Table 3. Sample correlation of the varying TWAs as to accumulated dose percentages for allowable exposure times and accumulated dose percentages for an 8-hour shift.

Rig 1 Measurements

The sound level measurements around Rig 1 during hammer drilling are from 91 dB(A) up to 107 dB(A). Sound level measurements recorded by the two microphones nearest to the cab were 107 dB(A) and 97 dB(A). For the most part, the area near the hole is the largest area of sound levels above 95 dB(A). In fact, all of the sound level measurements up to 50 feet away from the drill hole were above 90 dB(A) levels.

Dose measurements on the Rig 1 operator were recorded for eight hours and 27 minutes. As mentioned earlier, the focus of this study is to identify the TWA and accumulated dose percentage for the time period required to complete one hole in order to identify the particular drilling activities that result in the highest dose accumulation. The sound level exposure for this operator was above 90 dB(A) during most of the 33 minutes required to complete this hole. The only time the operator was not exposed to noise levels above 90 dB(A) was when he walked more than 25 feet away from the rig to a work truck while the rig was still drilling. The highest sound levels occurred when the operator had to open the cab door next to the hole during drilling because visibility was restricted. The sound levels reached 115 dB(A) during the periods with the door open.

Rig 2 Measurements

Rigs 1 and 2 are the same model, have the same equipment characteristics, and were manufactured by the same company one year apart. Therefore, the sound level characteristics of Rig 2 should be essentially the same as Rig 1.

Dose measurements for the operator of Rig 2 were recorded for eight hours and 58 minutes. The sound levels were consistently at 90 dB(A) during the approximate 21 minutes it took to complete this hole.
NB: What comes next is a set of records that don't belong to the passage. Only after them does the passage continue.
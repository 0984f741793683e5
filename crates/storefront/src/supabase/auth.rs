//! GoTrue-backed [`IdentityProvider`].
//!
//! The session is mirrored into the `@gtm_session` storage slot so it
//! survives restarts. On startup the slot is read back, and an expired access
//! token is exchanged for a fresh one using the refresh token.

use std::sync::{Arc, Mutex, MutexGuard, PoisonError};

use async_trait::async_trait;
use chrono::{DateTime, Duration, TimeZone, Utc};
use reqwest::Method;
use secrecy::{ExposeSecret, SecretString};
use serde::{Deserialize, Serialize};
use serde_json::{Value, json};
use tracing::instrument;

use gtm_shop_core::{Email, UserId};

use super::{SupabaseClient, SupabaseError};
use crate::models::{AuthUser, Session};
use crate::services::auth::{AuthError, IdentityProvider, SignUpOutcome};
use crate::storage::{KeyValueStorage, SESSION_STORAGE_KEY};

// =============================================================================
// Wire types
// =============================================================================

#[derive(Debug, Deserialize)]
struct UserBody {
    id: UserId,
    #[serde(default)]
    email: Option<String>,
    #[serde(default)]
    user_metadata: Value,
    #[serde(default)]
    identities: Option<Vec<Value>>,
}

impl UserBody {
    fn into_user(self) -> AuthUser {
        AuthUser {
            id: self.id,
            email: self.email.as_deref().and_then(|e| Email::parse(e).ok()),
            display_name: self
                .user_metadata
                .get("display_name")
                .and_then(Value::as_str)
                .map(String::from),
        }
    }
}

#[derive(Debug, Deserialize)]
struct SessionBody {
    access_token: String,
    refresh_token: String,
    #[serde(default)]
    expires_in: Option<i64>,
    #[serde(default)]
    expires_at: Option<i64>,
    user: UserBody,
}

impl SessionBody {
    fn into_session(self) -> Session {
        let expires_at = self
            .expires_at
            .and_then(|ts| Utc.timestamp_opt(ts, 0).single())
            .unwrap_or_else(|| Utc::now() + Duration::seconds(self.expires_in.unwrap_or(3600)));

        Session {
            access_token: SecretString::from(self.access_token),
            refresh_token: SecretString::from(self.refresh_token),
            expires_at,
            user: self.user.into_user(),
        }
    }
}

/// Session as persisted in the storage slot.
#[derive(Serialize, Deserialize)]
struct StoredSession {
    access_token: String,
    refresh_token: String,
    expires_at: DateTime<Utc>,
    user_id: UserId,
    #[serde(default)]
    email: Option<String>,
    #[serde(default)]
    display_name: Option<String>,
}

impl From<&Session> for StoredSession {
    fn from(session: &Session) -> Self {
        Self {
            access_token: session.access_token.expose_secret().to_string(),
            refresh_token: session.refresh_token.expose_secret().to_string(),
            expires_at: session.expires_at,
            user_id: session.user.id,
            email: session.user.email.as_ref().map(|e| e.as_str().to_string()),
            display_name: session.user.display_name.clone(),
        }
    }
}

impl From<StoredSession> for Session {
    fn from(stored: StoredSession) -> Self {
        Self {
            access_token: SecretString::from(stored.access_token),
            refresh_token: SecretString::from(stored.refresh_token),
            expires_at: stored.expires_at,
            user: AuthUser {
                id: stored.user_id,
                email: stored.email.as_deref().and_then(|e| Email::parse(e).ok()),
                display_name: stored.display_name,
            },
        }
    }
}

/// Map a provider failure onto the typed auth errors.
fn map_error(error: SupabaseError) -> AuthError {
    let code = error.code().unwrap_or_default().to_string();
    let message = match &error {
        SupabaseError::Api { message, .. } => message.to_lowercase(),
        _ => String::new(),
    };

    if code == "invalid_credentials" || message.contains("invalid login credentials") {
        AuthError::InvalidCredentials
    } else if code == "email_not_confirmed" || message.contains("email not confirmed") {
        AuthError::EmailNotConfirmed
    } else if code == "user_already_exists" || message.contains("already registered") {
        AuthError::UserAlreadyExists
    } else if code == "weak_password" {
        AuthError::WeakPassword(message)
    } else {
        AuthError::Backend(error)
    }
}

// =============================================================================
// SupabaseAuth
// =============================================================================

/// Identity provider backed by the project's auth endpoints.
#[derive(Clone)]
pub struct SupabaseAuth {
    inner: Arc<SupabaseAuthInner>,
}

struct SupabaseAuthInner {
    client: SupabaseClient,
    storage: Arc<dyn KeyValueStorage>,
    session: Mutex<Option<Session>>,
    email_redirect_url: Option<String>,
}

impl SupabaseAuth {
    /// Create the provider and restore any persisted session.
    ///
    /// A missing, unreadable, or unrefreshable session leaves the user signed
    /// out; restoration never fails.
    pub async fn restore(
        client: SupabaseClient,
        storage: Arc<dyn KeyValueStorage>,
        email_redirect_url: Option<String>,
    ) -> Self {
        let auth = Self {
            inner: Arc::new(SupabaseAuthInner {
                client,
                storage,
                session: Mutex::new(None),
                email_redirect_url,
            }),
        };

        let stored = match auth.inner.storage.get(SESSION_STORAGE_KEY).await {
            Ok(Some(raw)) => match serde_json::from_str::<StoredSession>(&raw) {
                Ok(stored) => Some(Session::from(stored)),
                Err(e) => {
                    tracing::warn!(error = %e, "Discarding unreadable session");
                    None
                }
            },
            Ok(None) => None,
            Err(e) => {
                tracing::warn!(error = %e, "Error loading session");
                None
            }
        };

        match stored {
            Some(session) if session.is_expired() => match auth.refresh(&session).await {
                Ok(fresh) => auth.install(fresh).await,
                Err(e) => {
                    tracing::info!(error = %e, "Stored session could not be refreshed");
                    auth.forget().await;
                }
            },
            Some(session) => auth.install(session).await,
            None => {}
        }

        auth
    }

    fn session(&self) -> MutexGuard<'_, Option<Session>> {
        self.inner
            .session
            .lock()
            .unwrap_or_else(PoisonError::into_inner)
    }

    fn token_url(&self, grant_type: &str) -> Result<url::Url, SupabaseError> {
        let mut url = self.inner.client.endpoint("/auth/v1/token")?;
        url.query_pairs_mut().append_pair("grant_type", grant_type);
        Ok(url)
    }

    #[instrument(skip_all)]
    async fn refresh(&self, session: &Session) -> Result<Session, SupabaseError> {
        let request = self
            .inner
            .client
            .request(Method::POST, self.token_url("refresh_token")?)
            .json(&json!({ "refresh_token": session.refresh_token.expose_secret() }));

        let body: SessionBody = self.inner.client.send_json(request).await?;
        tracing::debug!("Session refreshed");
        Ok(body.into_session())
    }

    /// Make `session` current and persist it.
    async fn install(&self, session: Session) {
        self.inner
            .client
            .set_access_token(session.access_token.clone());

        match serde_json::to_string(&StoredSession::from(&session)) {
            Ok(raw) => {
                if let Err(e) = self.inner.storage.set(SESSION_STORAGE_KEY, &raw).await {
                    tracing::warn!(error = %e, "Failed to persist session");
                }
            }
            Err(e) => tracing::warn!(error = %e, "Failed to serialize session"),
        }

        *self.session() = Some(session);
    }

    /// Drop the current session locally.
    async fn forget(&self) {
        self.inner.client.clear_access_token();
        *self.session() = None;
        if let Err(e) = self.inner.storage.remove(SESSION_STORAGE_KEY).await {
            tracing::warn!(error = %e, "Failed to remove persisted session");
        }
    }
}

#[async_trait]
impl IdentityProvider for SupabaseAuth {
    async fn current_user(&self) -> Option<AuthUser> {
        self.session().as_ref().map(|s| s.user.clone())
    }

    #[instrument(skip(self, email, password, display_name))]
    async fn sign_up(
        &self,
        email: &Email,
        password: &str,
        display_name: &str,
    ) -> Result<SignUpOutcome, AuthError> {
        let mut url = self.inner.client.endpoint("/auth/v1/signup")?;
        if let Some(redirect) = &self.inner.email_redirect_url {
            url.query_pairs_mut().append_pair("redirect_to", redirect);
        }

        let request = self.inner.client.request(Method::POST, url).json(&json!({
            "email": email.as_str(),
            "password": password,
            "data": { "display_name": display_name },
        }));
        let body: Value = self
            .inner
            .client
            .send_json(request)
            .await
            .map_err(map_error)?;

        // With auto-confirm the response is a session; otherwise it is the bare user.
        if body.get("access_token").is_some() {
            let session = serde_json::from_value::<SessionBody>(body)
                .map_err(SupabaseError::from)?
                .into_session();
            let user = session.user.clone();
            self.install(session).await;
            return Ok(SignUpOutcome::SignedIn(user));
        }

        let user: UserBody = serde_json::from_value(body).map_err(SupabaseError::from)?;
        if user.identities.as_ref().is_some_and(Vec::is_empty) {
            return Ok(SignUpOutcome::AlreadyRegistered);
        }
        Ok(SignUpOutcome::ConfirmationRequired(user.into_user()))
    }

    #[instrument(skip(self, email, password))]
    async fn sign_in(&self, email: &Email, password: &str) -> Result<AuthUser, AuthError> {
        let request = self
            .inner
            .client
            .request(Method::POST, self.token_url("password")?)
            .json(&json!({ "email": email.as_str(), "password": password }));

        let body: SessionBody = self
            .inner
            .client
            .send_json(request)
            .await
            .map_err(map_error)?;

        let session = body.into_session();
        let user = session.user.clone();
        self.install(session).await;
        Ok(user)
    }

    #[instrument(skip(self))]
    async fn sign_out(&self) -> Result<(), AuthError> {
        if !self.inner.client.has_access_token() {
            self.forget().await;
            return Ok(());
        }

        let url = self.inner.client.endpoint("/auth/v1/logout")?;
        let request = self.inner.client.request(Method::POST, url);
        if let Err(e) = self.inner.client.send_empty(request).await {
            // The local session is dropped regardless; the token expires on its own.
            tracing::warn!(error = %e, "Remote sign-out failed");
        }

        self.forget().await;
        Ok(())
    }
}

#[cfg(test)]
#[allow(clippy::unwrap_used)]
mod tests {
    use url::Url;

    use super::*;
    use crate::config::SupabaseConfig;
    use crate::storage::MemoryStorage;

    fn client() -> SupabaseClient {
        SupabaseClient::new(&SupabaseConfig {
            url: Url::parse("https://abc.supabase.co").unwrap(),
            anon_key: SecretString::from("anon"),
            payment_function: "process-payment".to_string(),
            email_redirect_url: None,
        })
    }

    fn stored(expires_at: DateTime<Utc>) -> String {
        serde_json::to_string(&StoredSession {
            access_token: "access".to_string(),
            refresh_token: "refresh".to_string(),
            expires_at,
            user_id: UserId::random(),
            email: Some("ada@example.com".to_string()),
            display_name: Some("Ada".to_string()),
        })
        .unwrap()
    }

    #[test]
    fn test_session_body_parses_gotrue_response() {
        let body = json!({
            "access_token": "jwt",
            "token_type": "bearer",
            "expires_in": 3600,
            "expires_at": 4_102_444_800_i64,
            "refresh_token": "r1",
            "user": {
                "id": "11111111-2222-4333-8444-555555555555",
                "email": "ada@example.com",
                "user_metadata": { "display_name": "Ada" },
                "identities": [{}]
            }
        });
        let session = serde_json::from_value::<SessionBody>(body)
            .unwrap()
            .into_session();
        assert_eq!(session.user.display_name.as_deref(), Some("Ada"));
        assert_eq!(session.expires_at.timestamp(), 4_102_444_800);
        assert!(!session.is_expired());
    }

    #[test]
    fn test_map_error_known_cases() {
        let api = |code: Option<&str>, message: &str| SupabaseError::Api {
            status: 400,
            code: code.map(String::from),
            message: message.to_string(),
        };

        assert!(matches!(
            map_error(api(None, "Invalid login credentials")),
            AuthError::InvalidCredentials
        ));
        assert!(matches!(
            map_error(api(Some("email_not_confirmed"), "Email not confirmed")),
            AuthError::EmailNotConfirmed
        ));
        assert!(matches!(
            map_error(api(None, "User already registered")),
            AuthError::UserAlreadyExists
        ));
        assert!(matches!(
            map_error(api(Some("unexpected_failure"), "boom")),
            AuthError::Backend(_)
        ));
    }

    #[tokio::test]
    async fn test_restore_valid_session() {
        let storage = MemoryStorage::new();
        storage.insert(SESSION_STORAGE_KEY, stored(Utc::now() + Duration::hours(1)));

        let client = client();
        let auth = SupabaseAuth::restore(client.clone(), Arc::new(storage), None).await;

        let user = auth.current_user().await.unwrap();
        assert_eq!(user.display_name.as_deref(), Some("Ada"));
        assert!(client.has_access_token());
    }

    #[tokio::test]
    async fn test_restore_discards_corrupt_session() {
        let storage = MemoryStorage::new();
        storage.insert(SESSION_STORAGE_KEY, "{oops");

        let auth = SupabaseAuth::restore(client(), Arc::new(storage), None).await;
        assert!(auth.current_user().await.is_none());
    }

    #[tokio::test]
    async fn test_sign_out_without_session_clears_slot() {
        let storage = MemoryStorage::new();
        let auth = SupabaseAuth::restore(client(), Arc::new(storage.clone()), None).await;

        auth.sign_out().await.unwrap();
        assert!(!storage.contains(SESSION_STORAGE_KEY));
    }
}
Sound levels were above 90 dB(A) except at the start of drilling, when a drill rod was added, and when the hole was broken down. The only times the sound level went above 95 dB(A) were when the operator first started drilling with the door open and again when the operator opened the door next to the hole during the drilling with the second drill rod.

Operators should examine their rigs and their work habits to minimize exposure to loud noises. Photo courtesy of Foremost Industries LP.

Rig 3 Measurements

As with Rigs 1 and 2, the sound levels on Rig 3 are well above 95 dB(A) all around the drill rig. The sound levels at the two microphones closest to the cab are 106 and 100 dB(A). In contrast to the results for Rigs 1 and 2, the sound levels appear to drop below 90 dB(A) at the microphone 50 feet (16 meters) away from the hole.

Dose measurements for the operator of Rig 3 were recorded for seven hours and two minutes. This operator was exposed to sound levels that typically were between 85 dB(A) and 90 dB(A) for the 46 minutes required to complete this hole. While the operator was adding drill rods, the sound level dipped below 85 dB(A).

Rig 4 Measurements

Unlike Rigs 1, 2 and 3, Rig 4 is not completely surrounded by sound levels above 95 dB(A). All of the area around the cab and the hole is dominated by sound levels between 90 and 95 dB(A). Additionally, sound levels below 90 dB(A) are observed within 13 feet (4 meters) from the hole. Based on these measurements, Rig 4 appears to be much quieter around the cab and the hole during hammer drilling. However, based on preliminary sound level tests, dosimeter measurements and first-hand field observations, these measurements may not necessarily represent the actual sound level profile generated by Rig 4 when it is hammer drilling. It is possible that the measurements taken during this test were recorded during a period when the rig was drilling but not hammering, or hammering intermittently, because of fractured strata.

Dose measurements on the Rig 4 operator were recorded for eight hours and 26 minutes. The sound levels consistently were between 80 dB(A) and 85 dB(A) for the approximately 48 minutes needed to complete this hole. The only variations in the sound levels were while the operator was adding drill rods, setting up the hole and breaking down the hole.